XCENA was founded in 2022 by Jin Kim, Dohun Kim, and Harry Juhyun Kim. The founders previously worked at SK hynix and Samsung.
What does XCENA's computational memory actually do?
XCENA’s flagship product, MX1, is a CXL-connected computational memory device that expands memory capacity while also doing work inside or near the memory layer itself. In plain English, that means a server can keep more data close at hand and offload chores like preprocessing and cache handling. It can also handle certain data-processing steps before the information makes a costly trip back to the CPU. XCENA is aiming that shift at AI inference, big data, vector databases, and other workloads where data movement drags on performance.

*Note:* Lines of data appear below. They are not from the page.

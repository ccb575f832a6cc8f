//! Progress and message notifications pushed by the crawl core
//!
//! Listeners subscribe before a run starts. Notifications are best effort and
//! may arrive out of order across sources.

use crate::model::Source;
use crate::state::ProgressSnapshot;
use std::fmt;
use std::sync::{Arc, RwLock};
use std::time::Duration;

/// A notable event during a crawl run
#[derive(Debug, Clone, PartialEq)]
pub enum Message {
    CrawlerStarted {
        source: Source,
    },
    CrawlerFinished {
        source: Source,
        films: usize,
        elapsed: Duration,
    },
    /// A unit was answered with a terminal HTTP error
    DocumentLoadError {
        source: Source,
        url: String,
        status: u16,
    },
    /// A unit's request never completed
    DocumentTransportError {
        source: Source,
        url: String,
        error: String,
    },
    /// A crawler's pipeline failed and it yields nothing
    CrawlerError {
        source: Source,
        error: String,
    },
    StageFinished {
        source: Source,
        stage: String,
        results: usize,
    },
    /// The global time budget ran out
    ServerTimeout {
        after: Duration,
    },
    /// A crawler died outside its own error handling
    ServerError {
        error: String,
    },
}

impl Message {
    /// Stable identifier of the message kind
    pub fn kind(&self) -> &'static str {
        match self {
            Self::CrawlerStarted { .. } => "crawler-started",
            Self::CrawlerFinished { .. } => "crawler-finished",
            Self::DocumentLoadError { .. } => "document-load-error",
            Self::DocumentTransportError { .. } => "document-transport-error",
            Self::CrawlerError { .. } => "crawler-error",
            Self::StageFinished { .. } => "stage-finished",
            Self::ServerTimeout { .. } => "server-timeout",
            Self::ServerError { .. } => "server-error",
        }
    }

    pub fn is_error(&self) -> bool {
        matches!(
            self,
            Self::DocumentLoadError { .. }
                | Self::DocumentTransportError { .. }
                | Self::CrawlerError { .. }
                | Self::ServerTimeout { .. }
                | Self::ServerError { .. }
        )
    }
}

impl fmt::Display for Message {
    fn fmt(&self, f: &mut fmt::Formatter<'_>) -> fmt::Result {
        match self {
            Self::CrawlerStarted { source } => write!(f, "{}: crawler started", source),
            Self::CrawlerFinished {
                source,
                films,
                elapsed,
            } => write!(
                f,
                "{}: crawler finished with {} films after {:.1}s",
                source,
                films,
                elapsed.as_secs_f64()
            ),
            Self::DocumentLoadError {
                source,
                url,
                status,
            } => write!(f, "{}: loading {} failed with HTTP {}", source, url, status),
            Self::DocumentTransportError { source, url, error } => {
                write!(f, "{}: loading {} failed: {}", source, url, error)
            }
            Self::CrawlerError { source, error } => write!(f, "{}: crawler failed: {}", source, error),
            Self::StageFinished {
                source,
                stage,
                results,
            } => write!(f, "{}: stage '{}' produced {} results", source, stage, results),
            Self::ServerTimeout { after } => write!(
                f,
                "Time limit of {}s reached, crawling stopped",
                after.as_secs()
            ),
            Self::ServerError { error } => write!(f, "Server error: {}", error),
        }
    }
}

/// Receives progress updates of every source
pub trait ProgressListener: Send + Sync {
    fn on_progress(&self, source: Source, progress: ProgressSnapshot);
}

/// Receives crawl messages
pub trait MessageListener: Send + Sync {
    fn on_message(&self, message: &Message);
}

/// Logs every message through `tracing`
#[derive(Debug, Default)]
pub struct TracingMessageListener;

impl MessageListener for TracingMessageListener {
    fn on_message(&self, message: &Message) {
        match message {
            Message::ServerTimeout { .. } | Message::ServerError { .. } => {
                tracing::error!("{}", message)
            }
            _ if message.is_error() => tracing::warn!("{}", message),
            Message::StageFinished { .. } => tracing::debug!("{}", message),
            _ => tracing::info!("{}", message),
        }
    }
}

/// Logs progress through `tracing` at debug level
#[derive(Debug, Default)]
pub struct TracingProgressListener;

impl ProgressListener for TracingProgressListener {
    fn on_progress(&self, source: Source, progress: ProgressSnapshot) {
        tracing::debug!(
            "{}: {}/{} ({:.1}%), {} errors",
            source,
            progress.actual,
            progress.max,
            progress.percent(),
            progress.errors
        );
    }
}

/// The subscribers of a crawl run
#[derive(Default)]
pub struct Listeners {
    progress: RwLock<Vec<Arc<dyn ProgressListener>>>,
    messages: RwLock<Vec<Arc<dyn MessageListener>>>,
}

impl Listeners {
    pub fn new() -> Self {
        Self::default()
    }

    pub fn add_progress_listener(&self, listener: Arc<dyn ProgressListener>) {
        self.progress
            .write()
            .unwrap_or_else(|poisoned| poisoned.into_inner())
            .push(listener);
    }

    pub fn add_message_listener(&self, listener: Arc<dyn MessageListener>) {
        self.messages
            .write()
            .unwrap_or_else(|poisoned| poisoned.into_inner())
            .push(listener);
    }

    pub fn progress(&self, source: Source, progress: ProgressSnapshot) {
        let listeners = self
            .progress
            .read()
            .unwrap_or_else(|poisoned| poisoned.into_inner());
        for listener in listeners.iter() {
            listener.on_progress(source, progress);
        }
    }

    pub fn message(&self, message: &Message) {
        let listeners = self
            .messages
            .read()
            .unwrap_or_else(|poisoned| poisoned.into_inner());
        for listener in listeners.iter() {
            listener.on_message(message);
        }
    }
}

impl fmt::Debug for Listeners {
    fn fmt(&self, f: &mut fmt::Formatter<'_>) -> fmt::Result {
        let progress = self.progress.read().map(|l| l.len()).unwrap_or(0);
        let messages = self.messages.read().map(|l| l.len()).unwrap_or(0);
        f.debug_struct("Listeners")
            .field("progress", &progress)
            .field("messages", &messages)
            .finish()
    }
}

/// Records every message; used by tests and the run summary
#[derive(Debug, Default)]
pub struct MessageLog {
    messages: RwLock<Vec<Message>>,
}

impl MessageLog {
    pub fn new() -> Self {
        Self::default()
    }

    pub fn messages(&self) -> Vec<Message> {
        self.messages
            .read()
            .unwrap_or_else(|poisoned| poisoned.into_inner())
            .clone()
    }

    /// Number of recorded messages of the given kind
    pub fn count(&self, kind: &str) -> usize {
        self.messages
            .read()
            .unwrap_or_else(|poisoned| poisoned.into_inner())
            .iter()
            .filter(|message| message.kind() == kind)
            .count()
    }
}

impl MessageListener for MessageLog {
    fn on_message(&self, message: &Message) {
        self.messages
            .write()
            .unwrap_or_else(|poisoned| poisoned.into_inner())
            .push(message.clone());
    }
}
//! Loading a previously persisted film list for import

use crate::model::Catalogue;
use crate::storage::{open_store, CatalogueStore};
use crate::CrawlerError;
use reqwest::Client;
use std::fmt;
use std::path::{Path, PathBuf};
use url::Url;

/// Where the list to import lives
#[derive(Debug, Clone, PartialEq, Eq)]
pub enum ImportLocation {
    File(PathBuf),
    /// A catalogue database served over HTTP(S)
    Url(Url),
}

impl ImportLocation {
    /// `http://` and `https://` values are URLs, anything else is a path
    pub fn parse(value: &str) -> Result<Self, CrawlerError> {
        if value.starts_with("http://") || value.starts_with("https://") {
            Ok(Self::Url(Url::parse(value)?))
        } else {
            Ok(Self::File(PathBuf::from(value)))
        }
    }
}

impl fmt::Display for ImportLocation {
    fn fmt(&self, f: &mut fmt::Formatter<'_>) -> fmt::Result {
        match self {
            Self::File(path) => write!(f, "{}", path.display()),
            Self::Url(url) => write!(f, "{}", url),
        }
    }
}

/// Loads the catalogue stored at `location`
///
/// A remote list is downloaded to `scratch` first and opened from there.
/// Returns `Ok(None)` when a local file does not exist or holds no list.
pub async fn load_import(
    location: &ImportLocation,
    client: &Client,
    scratch: &Path,
) -> Result<Option<Catalogue>, CrawlerError> {
    let path = match location {
        ImportLocation::File(path) => {
            if !path.exists() {
                tracing::warn!("Import list {} does not exist, skipping", path.display());
                return Ok(None);
            }
            path.as_path()
        }
        ImportLocation::Url(url) => {
            tracing::info!("Downloading import list from {}", url);
            let bytes = client
                .get(url.clone())
                .send()
                .await?
                .error_for_status()?
                .bytes()
                .await?;
            if let Some(parent) = scratch.parent().filter(|p| !p.as_os_str().is_empty()) {
                std::fs::create_dir_all(parent)?;
            }
            std::fs::write(scratch, &bytes)?;
            tracing::debug!("Stored {} bytes in {}", bytes.len(), scratch.display());
            scratch
        }
    };

    let catalogue = open_store(path)?.load()?;
    if catalogue.is_none() {
        tracing::warn!("No film list stored in {}", location);
    }
    Ok(catalogue)
}
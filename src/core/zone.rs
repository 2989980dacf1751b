//! Zone business logic - Decorative regions drawn on the floor plan.

use crate::{
    core::access::{Actor, Operation, authorize},
    entities::{Zone, ZoneType, zone},
    errors::{Error, Result},
};
use sea_orm::{QueryOrder, Set, prelude::*};
use serde::{Deserialize, Serialize};
use tracing::info;

/// Placement and size of a zone.
#[derive(Debug, Clone, PartialEq, Serialize, Deserialize)]
pub struct ZoneShape {
    /// Kind of area
    #[serde(rename = "type")]
    pub zone_type: ZoneType,
    /// Offset from the top
    pub top: f64,
    /// Offset from the left
    pub left: f64,
    /// Horizontal extent
    pub width: f64,
    /// Vertical extent
    pub height: f64,
}

impl ZoneShape {
    fn validate(&self) -> Result<()> {
        let all_finite = [self.top, self.left, self.width, self.height]
            .iter()
            .all(|v| v.is_finite());
        if !all_finite {
            return Err(Error::validation("Zone geometry must be finite numbers."));
        }
        if self.width <= 0.0 || self.height <= 0.0 {
            return Err(Error::validation("Zone width and height must be positive."));
        }
        Ok(())
    }
}

async fn find_zone(db: &DatabaseConnection, zone_id: i64) -> Result<zone::Model> {
    Zone::find_by_id(zone_id).one(db).await?.ok_or(Error::NotFound {
        entity: "Zone",
        id: zone_id,
    })
}

/// Lists every zone in creation order.
pub async fn list_zones(db: &DatabaseConnection, actor: &Actor) -> Result<Vec<zone::Model>> {
    authorize(actor, Operation::ReadFloor)?;
    Zone::find()
        .order_by_asc(zone::Column::Id)
        .all(db)
        .await
        .map_err(Into::into)
}

/// Retrieves one zone.
///
/// # Errors
/// Returns `Error::NotFound` if the zone does not exist.
pub async fn get_zone(db: &DatabaseConnection, actor: &Actor, zone_id: i64) -> Result<zone::Model> {
    authorize(actor, Operation::ReadFloor)?;
    find_zone(db, zone_id).await
}

/// Adds a zone to the floor plan.
///
/// # Errors
/// Returns an error if the actor is not a manager or the geometry is invalid.
pub async fn create_zone(
    db: &DatabaseConnection,
    actor: &Actor,
    shape: ZoneShape,
) -> Result<zone::Model> {
    authorize(actor, Operation::WriteFloor)?;
    shape.validate()?;

    let created = zone::ActiveModel {
        zone_type: Set(shape.zone_type),
        top: Set(shape.top),
        left: Set(shape.left),
        width: Set(shape.width),
        height: Set(shape.height),
        ..Default::default()
    }
    .insert(db)
    .await?;
    info!(zone_id = created.id, zone_type = ?created.zone_type, "zone created");
    Ok(created)
}

/// Moves, resizes or retypes a zone.
///
/// # Errors
/// Returns an error if the actor is not a manager, the geometry is invalid or
/// the zone does not exist.
pub async fn update_zone(
    db: &DatabaseConnection,
    actor: &Actor,
    zone_id: i64,
    shape: ZoneShape,
) -> Result<zone::Model> {
    authorize(actor, Operation::WriteFloor)?;
    shape.validate()?;

    let mut active: zone::ActiveModel = find_zone(db, zone_id).await?.into();
    active.zone_type = Set(shape.zone_type);
    active.top = Set(shape.top);
    active.left = Set(shape.left);
    active.width = Set(shape.width);
    active.height = Set(shape.height);
    active.update(db).await.map_err(Into::into)
}

/// Removes a zone.
///
/// # Errors
/// Returns `Error::NotFound` if the zone does not exist.
pub async fn delete_zone(db: &DatabaseConnection, actor: &Actor, zone_id: i64) -> Result<()> {
    authorize(actor, Operation::WriteFloor)?;
    let result = Zone::delete_by_id(zone_id).exec(db).await?;
    if result.rows_affected == 0 {
        return Err(Error::NotFound {
            entity: "Zone",
            id: zone_id,
        });
    }
    Ok(())
}
//! Floor configuration loading from config.toml
//!
//! The seed file describes the physical floor (tables and decorative zones),
//! the menu, and the staff accounts known at start-up. It is applied by
//! [`crate::core::seed::seed_floor`] on every launch; entries already present
//! are left untouched.

use crate::entities::{MenuItemType, Role, ZoneType};
use crate::errors::{Error, Result};
use serde::Deserialize;
use std::path::Path;

/// Configuration structure representing the entire config.toml file
#[derive(Debug, Default, Deserialize)]
pub struct FloorConfig {
    /// Tables to place on the floor
    #[serde(default)]
    pub tables: Vec<TableConfig>,
    /// Decorative regions of the floor plan
    #[serde(default)]
    pub zones: Vec<ZoneConfig>,
    /// Menu items offered
    #[serde(default)]
    pub menu_items: Vec<MenuItemConfig>,
    /// Users to register
    #[serde(default)]
    pub users: Vec<UserConfig>,
}

/// A single table
#[derive(Debug, Deserialize, Clone)]
pub struct TableConfig {
    /// Unique table number
    pub number: i32,
    /// Seating capacity
    pub chairs: i32,
    /// Floor-plan offset from the top
    pub top: f64,
    /// Floor-plan offset from the left
    pub left: f64,
}

/// A single decorative zone
#[derive(Debug, Deserialize, Clone)]
pub struct ZoneConfig {
    /// Region kind
    #[serde(rename = "type")]
    pub zone_type: ZoneType,
    /// Floor-plan offset from the top
    #[serde(default)]
    pub top: f64,
    /// Floor-plan offset from the left
    #[serde(default)]
    pub left: f64,
    /// Region width
    #[serde(default = "default_zone_width")]
    pub width: f64,
    /// Region height
    #[serde(default = "default_zone_height")]
    pub height: f64,
}

/// A single menu item
#[derive(Debug, Deserialize, Clone)]
pub struct MenuItemConfig {
    /// Display name
    pub name: String,
    /// Food or drink
    pub item_type: MenuItemType,
    /// Unit price
    pub price: i64,
    /// Unique code
    pub code: String,
}

/// A single user
#[derive(Debug, Deserialize, Clone)]
pub struct UserConfig {
    /// Login name
    pub username: String,
    /// Contact address
    pub email: String,
    /// Access role
    pub role: Role,
}

const fn default_zone_width() -> f64 {
    200.0
}

const fn default_zone_height() -> f64 {
    100.0
}

/// Loads floor configuration from a TOML file
///
/// # Errors
/// Returns an error if:
/// - The file cannot be read
/// - The TOML syntax is invalid
/// - Required fields are missing or an enum value is unknown
pub fn load_config<P: AsRef<Path>>(path: P) -> Result<FloorConfig> {
    let path_ref = path.as_ref();
    tracing::debug!("Attempting to load floor configuration from: {:?}", path_ref);
    let contents = std::fs::read_to_string(path_ref).map_err(|e| Error::Config {
        message: format!("Failed to read config file {}: {e}", path_ref.display()),
    })?;

    toml::from_str(&contents).map_err(|e| Error::Config {
        message: format!("Failed to parse {}: {e}", path_ref.display()),
    })
}

/// Loads floor configuration from `FLOOR_CONFIG`, or ./config.toml when unset
pub fn load_default_config() -> Result<FloorConfig> {
    let path = std::env::var("FLOOR_CONFIG").unwrap_or_else(|_| "config.toml".to_string());
    load_config(path)
}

The hardware story is more ambitious than a plain memory expander. XCENA built MX1 around thousands of custom RISC-V cores and vector engines. It also includes memory compression and its own internal memory hierarchy, interconnect bus, and DRAM controller. The company describes support for CXL 3.2, PCIe 6.0 dual x8 links, and up to 2 TB of pooled DDR5 memory on the platform. That's an aggressive spec sheet.
There’s also a software layer, which matters a lot more than startups like this sometimes admit. XCENA provides an SDK with simulation tools and drivers. It also includes high-level runtime APIs and lower-level device APIs, so customers don't have to rewrite everything from scratch just to test the hardware. In a 2025 preview, the company said it would show MX1 with XFLARE, a library built to accelerate database queries. That hints at how XCENA wants to land inside real enterprise and hyperscale workflows rather than live as a science project.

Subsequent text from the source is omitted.